Drug rehab temple closed, probed, amid allegations of human rights abuses
A Thai temple, called “Wat Tha Phu Rat Bamrung” or “Wat Tha Phu”, in Kanchanaburi has been ordered to close its controversial drug rehabilitation facility and is being probed by the Narcotics Control Board, the Public Health Ministry and local authorities, after allegations of ransom, torture and human rights violations surfaced.
The temple’s management claimed the closure was because the temple no longer has anyone to supervise the centre. The abbot, who had initiated the rehabilitation project, passed away only on Monday, reportedly already in ill health but also triggered by stress over the allegations.
On Monday, 216 patients who were found living in extremely poor conditions during their drug addiction treatment were moved to a field hospital at the Khao Chon Kai Territorial Defence Student-Training Camp. Many have since been collected from the field hospital by their families.
On learning of the reports of abuse, some of the parents said they were shocked and had been unaware of the conditions in the rehab centre.

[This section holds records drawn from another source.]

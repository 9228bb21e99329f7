// /////////////////////////////////////////////////////////////////////////////
// Optimized Adaptive Pipeline RS
// Copyright (c) 2025 Michael Gardner, A Bit of Help, Inc.
// SPDX-License-Identifier: BSD-3-Clause
// See LICENSE file in the project root.
// /////////////////////////////////////////////////////////////////////////////

//! A Weaviate-like backend over its schema/objects/batch REST API.
//! Grounded in `original_source/rag_framework/steps/step_08_vector_storage.py`'s
//! `_store_weaviate` (class-per-collection schema, `where`-filter delete,
//! `vectorizer: none` since embeddings are supplied).

use ingest_domain::services::{VectorRecord, VectorStore};
use ingest_domain::value_objects::DistanceMetric;
use ingest_domain::{entities::StorageReport, IngestError};
use serde_json::json;

#[derive(Debug, Clone)]
pub struct WeaviateVectorStore {
    http: reqwest::Client,
    base_url: String,
    api_key: Option<String>,
}

impl WeaviateVectorStore {
    pub fn new(base_url: impl Into<String>, api_key: Option<String>) -> Self {
        Self {
            http: reqwest::Client::new(),
            base_url: base_url.into(),
            api_key,
        }
    }

    fn request(&self, method: reqwest::Method, path: &str) -> reqwest::RequestBuilder {
        let url = format!("{}{path}", self.base_url.trim_end_matches('/'));
        let mut request = self.http.request(method, url);
        if let Some(key) = &self.api_key {
            request = request.bearer_auth(key);
        }
        request
    }
}

#[async_trait::async_trait]
impl VectorStore for WeaviateVectorStore {
    fn provider_name(&self) -> &str {
        "weaviate"
    }

    async fn open(&self, collection: &str, _dimensions: usize, metric: DistanceMetric) -> Result<(), IngestError> {
        let exists = self
            .request(reqwest::Method::GET, &format!("/v1/schema/{collection}"))
            .send()
            .await
            .map(|r| r.status().is_success())
            .unwrap_or(false);
        if exists {
            return Ok(());
        }
        let body = json!({
            "class": collection,
            "vectorizer": "none",
            "vectorIndexConfig": { "distance": metric.to_string() },
            "properties": [
                { "name": "text", "dataType": ["text"] },
                { "name": "sourceFile", "dataType": ["text"] },
            ],
        });
        let response = self
            .request(reqwest::Method::POST, "/v1/schema")
            .json(&body)
            .send()
            .await
            .map_err(|e| IngestError::VectorStore(format!("weaviate create class failed: {e}")))?;
        if !response.status().is_success() {
            let text = response.text().await.unwrap_or_default();
            return Err(IngestError::VectorStore(format!("weaviate create class rejected: {text}")));
        }
        Ok(())
    }

    async fn delete_by_source(&self, collection: &str, file_name: &str) -> Result<u64, IngestError> {
        let body = json!({
            "match": {
                "class": collection,
                "where": { "path": ["sourceFile"], "operator": "Equal", "valueText": file_name },
            },
            "output": "minimal",
        });
        let response = self
            .request(reqwest::Method::DELETE, "/v1/batch/objects")
            .json(&body)
            .send()
            .await
            .map_err(|e| IngestError::VectorStore(format!("weaviate delete failed: {e}")))?;
        if !response.status().is_success() {
            return Ok(0);
        }
        let parsed = response.json::<serde_json::Value>().await.unwrap_or_default();
        Ok(parsed["results"]["successful"].as_u64().unwrap_or(0))
    }

    async fn upsert_batch(&self, collection: &str, records: &[VectorRecord]) -> Result<u64, IngestError> {
        if records.is_empty() {
            return Ok(0);
        }
        let objects: Vec<_> = records
            .iter()
            .map(|r| {
                json!({
                    "class": collection,
                    "id": r.id,
                    "vector": r.embedding,
                    "properties": { "text": r.text, "sourceFile": r.source_file },
                })
            })
            .collect();
        let body = json!({ "objects": objects });
        let response = self
            .request(reqwest::Method::POST, "/v1/batch/objects")
            .json(&body)
            .send()
            .await
            .map_err(|e| IngestError::VectorStore(format!("weaviate upsert failed: {e}")))?;
        if !response.status().is_success() {
            let text = response.text().await.unwrap_or_default();
            return Err(IngestError::VectorStore(format!("weaviate upsert batch rejected: {text}")));
        }
        Ok(records.len() as u64)
    }

    async fn report(&self, collection: &str) -> Result<StorageReport, IngestError> {
        Ok(StorageReport::empty("weaviate", collection, DistanceMetric::Cosine))
    }
}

Reportedly, patients were there both voluntarily and conditionally. Some had been sent there by family or parents for rehabilitation. Others had been offered rehab at the temple by police, in exchange for a clean criminal record.

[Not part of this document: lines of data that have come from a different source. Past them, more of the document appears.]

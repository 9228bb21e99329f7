// /////////////////////////////////////////////////////////////////////////////
// Adaptive Pipeline
// Copyright (c) 2025 Michael Gardner, A Bit of Help, Inc.
// SPDX-License-Identifier: BSD-3-Clause
// See LICENSE file in the project root.
// /////////////////////////////////////////////////////////////////////////////

//! # Shutdown Coordination
//!
//! Manages graceful shutdown across application components.
//!
//! ## Design Pattern
//!
//! The shutdown coordinator provides:
//! - **Cancellation tokens** for propagating shutdown signals
//! - **Grace period** with timeout enforcement
//! - **Atomic state** for shutdown tracking
//! - **Async-aware** shutdown orchestration
//!
//! ## Usage
//!
//! ```rust
//! use ingest_bootstrap::shutdown::ShutdownCoordinator;
//! use std::time::Duration;
//!
//! #[tokio::main]
//! async fn main() {
//!     let coordinator = ShutdownCoordinator::new(Duration::from_secs(5));
//!
//!     // Clone token for worker tasks
//!     let token = coordinator.token();
//!
//!     // Spawn worker
//!     tokio::spawn(async move {
//!         loop {
//!             tokio::select! {
//!                 _ = token.cancelled() => {
//!                     println!("Worker shutting down gracefully");
//!                     break;
//!                 }
//!                 _ = tokio::time::sleep(Duration::from_secs(1)) => {
//!                     println!("Working...");
//!                 }
//!             }
//!         }
//!     });
//!
//!     // Later: initiate shutdown
//!     coordinator.initiate_shutdown();
//!     coordinator.wait_for_shutdown().await;
//! }
//! ```

use std::sync::atomic::{AtomicBool, Ordering};
use std::sync::Arc;
use std::time::Duration;
use tokio::sync::Notify;

/// Default grace period for graceful shutdown (in seconds)
pub const DEFAULT_GRACE_PERIOD_SECS: u64 = 5;

/// Cancellation token for signaling shutdown
///
/// Lightweight clone-able token that can be passed to async tasks.
///
/// # Examples
///
/// ```
/// use ingest_bootstrap::shutdown::ShutdownCoordinator;
/// use std::time::Duration;
///
/// # async fn example() {
/// let coordinator = ShutdownCoordinator::new(Duration::from_secs(5));
/// let token = coordinator.token();
///
/// // Pass token to async task
/// tokio::spawn(async move {
///     tokio::select! {
///         _ = token.cancelled() => {
///             println!("Task received shutdown signal");
///         }
///         _ = async { /* do work */ } => {
///             println!("Task completed normally");
///         }
///     }
/// });
///
/// // Later, initiate shutdown
/// coordinator.initiate_shutdown();
/// # }
/// ```
#[derive(Clone)]
pub struct CancellationToken {
    /// Shared cancellation flag
    cancelled: Arc<AtomicBool>,
    /// Notification for waiters
    notify: Arc<Notify>,
}

impl CancellationToken {
    /// Create a new cancellation token
    fn new() -> Self {
        Self {
            cancelled: Arc::new(AtomicBool::new(false)),
            notify: Arc::new(Notify::new()),
        }
    }

    /// Cancel this token
    pub fn cancel(&self) {
        self.cancelled.store(true, Ordering::SeqCst);
        self.notify.notify_waiters();
    }

    /// Check if cancelled (non-blocking)
    pub fn is_cancelled(&self) -> bool {
        self.cancelled.load(Ordering::SeqCst)
    }

    /// Wait for cancellation (async)
    pub async fn cancelled(&self) {
        if self.is_cancelled() {
            return;
        }
        self.notify.notified().await;
    }
}

/// Shutdown coordinator
///
/// Manages graceful shutdown with grace period and timeout enforcement.
#[derive(Clone)]
pub struct ShutdownCoordinator {
    /// Cancellation token for shutdown signal
    token: CancellationToken,

    /// Grace period before forced shutdown
    grace_period: Duration,

    /// Shutdown initiated flag
    shutdown_initiated: Arc<AtomicBool>,

    /// Notification for shutdown completion
    shutdown_complete: Arc<Notify>,
}

impl ShutdownCoordinator {
    /// Create a new shutdown coordinator
    ///
    /// # Arguments
    ///
    /// * `grace_period` - Maximum time to wait for graceful shutdown
    pub fn new(grace_period: Duration) -> Self {
        Self {
            token: CancellationToken::new(),
            grace_period,
            shutdown_initiated: Arc::new(AtomicBool::new(false)),
            shutdown_complete: Arc::new(Notify::new()),
        }
    }

    /// Get a cancellation token
    ///
    /// Tokens can be cloned and passed to async tasks for shutdown signaling.
    pub fn token(&self) -> CancellationToken {
        self.token.clone()
    }

    /// Check if shutdown has been initiated
    pub fn is_shutting_down(&self) -> bool {
        self.shutdown_initiated.load(Ordering::SeqCst)
    }

    /// Initiate graceful shutdown
    ///
    /// This will:
    /// 1. Set shutdown initiated flag
    /// 2. Cancel all tokens
    /// 3. Start grace period timer
    pub fn initiate_shutdown(&self) {
        if self
            .shutdown_initiated
            .compare_exchange(false, true, Ordering::SeqCst, Ordering::SeqCst)
            .is_ok()
        {
            tracing::info!("Initiating graceful shutdown (grace period: {:?})", self.grace_period);
            self.token.cancel();
        }
    }

    /// Wait for shutdown to complete or timeout
    ///
    /// Returns `true` if shutdown completed within grace period,
    /// `false` if timeout occurred.
    ///
    /// # Examples
    ///
    /// ```
    /// use ingest_bootstrap::shutdown::ShutdownCoordinator;
    /// use std::time::Duration;
    ///
    /// # async fn example() {
    /// let coordinator = ShutdownCoordinator::new(Duration::from_secs(5));
    ///
    /// // In main application loop
    /// coordinator.initiate_shutdown();
    ///
    /// // Wait for all tasks to complete
    /// if coordinator.wait_for_shutdown().await {
    ///     println!("Shutdown completed gracefully");
    /// } else {
    ///     println!("Shutdown timed out, forcing exit");
    /// }
    ///
    /// coordinator.complete_shutdown();
    /// # }
    /// ```
    pub async fn wait_for_shutdown(&self) -> bool {
        if !self.is_shutting_down() {
            tracing::warn!("wait_for_shutdown called but shutdown not initiated");
            return true;
        }

        // Race shutdown completion against timeout
        tokio::select! {
            _ = self.shutdown_complete.notified() => {
                tracing::info!("Shutdown completed gracefully");
                true
            }
            _ = tokio::time::sleep(self.grace_period) => {
                tracing::warn!("Shutdown grace period expired, forcing shutdown");
                false
            }
        }
    }

    /// Signal that shutdown is complete
    ///
    /// Call this after all cleanup is done to notify waiters.
    pub fn complete_shutdown(&self) {
        self.shutdown_complete.notify_waiters();
    }

    /// Wait for shutdown with custom timeout
    pub async fn wait_with_timeout(&self, timeout: Duration) -> bool {
        if !self.is_shutting_down() {
            return true;
        }

        tokio::select! {
            _ = self.shutdown_complete.notified() => true,
            _ = tokio::time::sleep(timeout) => false,
        }
    }
}

impl Default for ShutdownCoordinator {
    fn default() -> Self {
        Self::new(Duration::from_secs(DEFAULT_GRACE_PERIOD_SECS))
    }
}

#[cfg(test)]
mod tests {
    use super::*;

    #[test]
    fn test_cancellation_token_create() {
        let token = CancellationToken::new();
        assert!(!token.is_cancelled());
    }

    #[test]
    fn test_cancellation_token_cancel() {
        let token = CancellationToken::new();
        token.cancel();
        assert!(token.is_cancelled());
    }

    #[test]
    fn test_cancellation_token_clone() {
        let token1 = CancellationToken::new();
        let token2 = token1.clone();

        token1.cancel();
        assert!(token2.is_cancelled());
    }

    #[tokio::test]
    async fn test_cancellation_token_cancelled_already() {
        let token = CancellationToken::new();
        token.cancel();

        // Should return immediately
        token.cancelled().await;
        assert!(token.is_cancelled());
    }

    #[tokio::test]
    async fn test_cancellation_token_cancelled_wait() {
        let token = CancellationToken::new();
        let token_clone = token.clone();

        tokio::spawn(async move {
            tokio::time::sleep(Duration::from_millis(50)).await;
            token_clone.cancel();
        });

        token.cancelled().await;
        assert!(token.is_cancelled());
    }

    #[test]
    fn test_shutdown_coordinator_create() {
        let coordinator = ShutdownCoordinator::new(Duration::from_secs(5));
        assert!(!coordinator.is_shutting_down());
    }

    #[test]
    fn test_shutdown_coordinator_default() {
        let coordinator = ShutdownCoordinator::default();
        assert!(!coordinator.is_shutting_down());
    }

    #[test]
    fn test_shutdown_coordinator_initiate() {
        let coordinator = ShutdownCoordinator::new(Duration::from_secs(5));
        coordinator.initiate_shutdown();
        assert!(coordinator.is_shutting_down());
        assert!(coordinator.token().is_cancelled());
    }

    #[test]
    fn test_shutdown_coordinator_token() {
        let coordinator = ShutdownCoordinator::new(Duration::from_secs(5));
        let token = coordinator.token();

        assert!(!token.is_cancelled());

        coordinator.initiate_shutdown();
        assert!(token.is_cancelled());
    }

    #[tokio::test]
    async fn test_shutdown_coordinator_complete() {
        let coordinator = ShutdownCoordinator::new(Duration::from_secs(5));

        coordinator.initiate_shutdown();

        let coordinator_clone = coordinator.clone();
        tokio::spawn(async move {
            tokio::time::sleep(Duration::from_millis(50)).await;
            coordinator_clone.complete_shutdown();
        });

        // This should complete quickly (not timeout)
        let result = tokio::time::timeout(Duration::from_millis(200), coordinator.wait_for_shutdown()).await;

        assert!(result.is_ok());
        assert!(result.unwrap()); // True = completed, not timed out
    }

    #[tokio::test]
    async fn test_shutdown_coordinator_timeout() {
        let coordinator = ShutdownCoordinator::new(Duration::from_millis(50));

        coordinator.initiate_shutdown();
        // Don't call complete_shutdown - let it timeout

        let result = coordinator.wait_for_shutdown().await;
        assert!(!result); // False = timed out
    }

    #[tokio::test]
    async fn test_shutdown_coordinator_wait_custom_timeout() {
        let coordinator = ShutdownCoordinator::new(Duration::from_secs(10));

        coordinator.initiate_shutdown();

        // Use shorter custom timeout
        let result = coordinator.wait_with_timeout(Duration::from_millis(50)).await;
        assert!(!result); // Timed out
    }
}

All must pay Bt12,000 once they agree to get the treatment and an additional Bt2,000 monthly for food.
The treatment was on a 12-month contract. Another Bt10,000 must be paid for early discharge or breach of contract.
Many of the patients were left with no choice but to continue the treatment because of this penalty policy, even though the rehab centre offered extremely poor facilities and “treatment”, which was often nothing more than praying.
Allegedly, over 200 patients were crammed into a single room, with only two bathrooms available. Patients reported that they had contracted diseases and skin conditions due to the poor conditions.
While their families have paid Bt2,000 monthly for food, the patients mostly got only one meal a day, or two on a rare, good day.
The food offered was reportedly non-nutritious, such as rice mixed with boiled pumpkin. On bad days, patients had to eat spoiled rice, allegedly served on the same water bowls they used for showering or flushing the toilets. As many as 10 patients reportedly had to eat from the same bowl, using the same spoon.
Anyone trying to complain or attempting escape would be beaten by staff, who were reportedly rescue or medical staff hired by the abbot.
A group of rehab patients on Wednesday also filed charges of human trafficking against the temple with the police.